(BFM Bourse) – The activist fund Bluebell Capital, known for running several campaigns against large global corporations such as Danone, Solvay or Glencore, has called for changes to Richemont’s board of directors. In particular, he proposed the candidacy of Francesco Trapani, former boss of the Italian jeweler Bulgari, who is one of the founders of Bluebell. Richemont expects his shareholders to reject the activist fund’s proposals.
The Swiss luxury giant Richemont, owner of the jewelry house Cartier, recommends its shareholders to vote against the candidate of the activist fund Bluebell Capital Partners at the convening of its general meeting published on Monday.
This activist fund, which became known through a dispute with the French food company Danone, the Belgian chemist Solvay and the British pharmaceutical giant GlaxoSmithKline or the Anglo-Swiss giant Glencore, had demanded changes to the board of Richemont.

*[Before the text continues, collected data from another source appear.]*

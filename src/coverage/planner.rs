use serde::Serialize;

use crate::coverage::RasterConfig;
use crate::geo::{lon_scale_at, METERS_PER_DEG_LAT};

pub const MIN_STEP_M: f64 = 30.0;
pub const MAX_STEP_M: f64 = 600.0;

#[derive(Debug, Clone, Copy, PartialEq, Eq, Serialize)]
pub struct CostEstimate {
    pub cells: u64,
    pub samples: u64,
}

/// Estimated grid and terrain-sample cost of covering a `render_range_m` radius.
pub fn estimate_cost(
    render_range_m: f64,
    grid_step_m: f64,
    sample_step_m: f64,
    origin_count: usize,
    ref_lat: f64,
) -> CostEstimate {
    let lon_ratio = lon_scale_at(ref_lat) / METERS_PER_DEG_LAT;
    let rows = ((render_range_m * 2.0) / grid_step_m).ceil().max(1.0);
    let cols = ((render_range_m * 2.0) / (grid_step_m * lon_ratio)).ceil().max(1.0);
    let cells = rows * cols;
    let avg_samples = ((render_range_m / sample_step_m).ceil() + 1.0).max(2.0);
    let multiplier = origin_count.max(1) as f64;
    CostEstimate {
        cells: cells as u64,
        samples: (cells * avg_samples * multiplier).round() as u64,
    }
}

#[derive(Debug, Clone, Copy, PartialEq, Serialize)]
pub struct Resolution {
    pub grid_step_m: f64,
    pub sample_step_m: f64,
    pub cells: u64,
    pub samples: u64,
    /// Steps were coarsened to fit the budget.
    pub adjusted: bool,
}

fn rescale_step(step: f64, scale: f64) -> f64 {
    ((step * scale / 5.0).round() * 5.0).clamp(MIN_STEP_M, MAX_STEP_M)
}

/// Sizes grid and sample spacing against a total cell budget.
///
/// The rescale is a single correction pass; the resulting cell count can still
/// land somewhat above the budget.
#[derive(Debug, Clone, Copy, PartialEq)]
pub struct ResolutionPlanner {
    pub grid_step_m: f64,
    pub sample_step_m: f64,
    pub max_cells: u64,
    pub auto_resolution: bool,
}

impl ResolutionPlanner {
    pub fn from_config(config: &RasterConfig) -> Self {
        Self {
            grid_step_m: config.grid_step_m,
            sample_step_m: config.sample_step_m,
            max_cells: config.max_cells,
            auto_resolution: config.auto_resolution,
        }
    }

    pub fn plan(&self, render_range_m: f64, origin_count: usize, ref_lat: f64) -> Resolution {
        let origins = origin_count.max(1);
        let mut grid_step_m = self.grid_step_m;
        let mut sample_step_m = self.sample_step_m;
        let mut estimate = estimate_cost(render_range_m, grid_step_m, sample_step_m, origins, ref_lat);
        let per_origin_budget = self.max_cells as f64 / origins as f64;
        let mut adjusted = false;

        if self.auto_resolution && estimate.cells as f64 > per_origin_budget {
            let scale = (estimate.cells as f64 / per_origin_budget).sqrt();
            grid_step_m = rescale_step(grid_step_m, scale);
            sample_step_m = rescale_step(sample_step_m, scale);
            estimate = estimate_cost(render_range_m, grid_step_m, sample_step_m, origins, ref_lat);
            adjusted = true;
        }

        Resolution {
            grid_step_m,
            sample_step_m,
            cells: estimate.cells,
            samples: estimate.samples,
            adjusted,
        }
    }
}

These financial players take minority stakes in the capital of publicly traded companies that are said to be poorly managed in order to flex their strategy in hopes of realizing significant capital gains.
A constitutional revision
Among Blubell Capital’s demands, he had requested that Francesco Trapani, former boss of the Italian jeweler Bulgari, be elected as representative of the holders of type A shares. In his convocation, Richemont proposed that Wendy Luhabe, who has been a director since 2020, to elect these types of shareholders as representatives.
The group, which generates half of its sales from jewelry but is also active in watchmaking, fashion and accessories with brands such as Chloé and Montblanc pens, also recommended rejecting the activist’s other proposals.
In particular, Bluebell had called for its articles of association to be amended to increase the number of directors representing A-share holders to three, and regretted the fact that they are not represented on the board.
A former Bulgari on the board?
Richemont stocks fall into two categories. A shares are those listed on the stock exchange. The B shares are held by Compagnie Financière Rupert, which takes its name from the group’s founding family, who are known to have had tobacco fortunes in South Africa before diversifying into the luxury sector. These are not listed.
The activist fund had castigated the disparity between the A shares, which represent 90.1% of the economic shares in the company, and the B shares, which hold 50% of the voting rights with only 9.1% of the capital.
Bluebell had proposed the candidacy of Mr. Trapani, one of the founders of the Activist Fund, citing his experience in the jewelry field. Mr. Trapani, great-grandson of Bulgari’s founder, had also headed LVMH’s jewelry and watch division from 2011 to 2014, following the acquisition of that Italian house by the French luxury giant. He remained an advisor to Bernard Arnault until 2016.
He also sat on the board of directors of American jeweler Tiffany & Co from 2017 to 2019 before being acquired by LVMH, one of Richemont’s biggest competitors.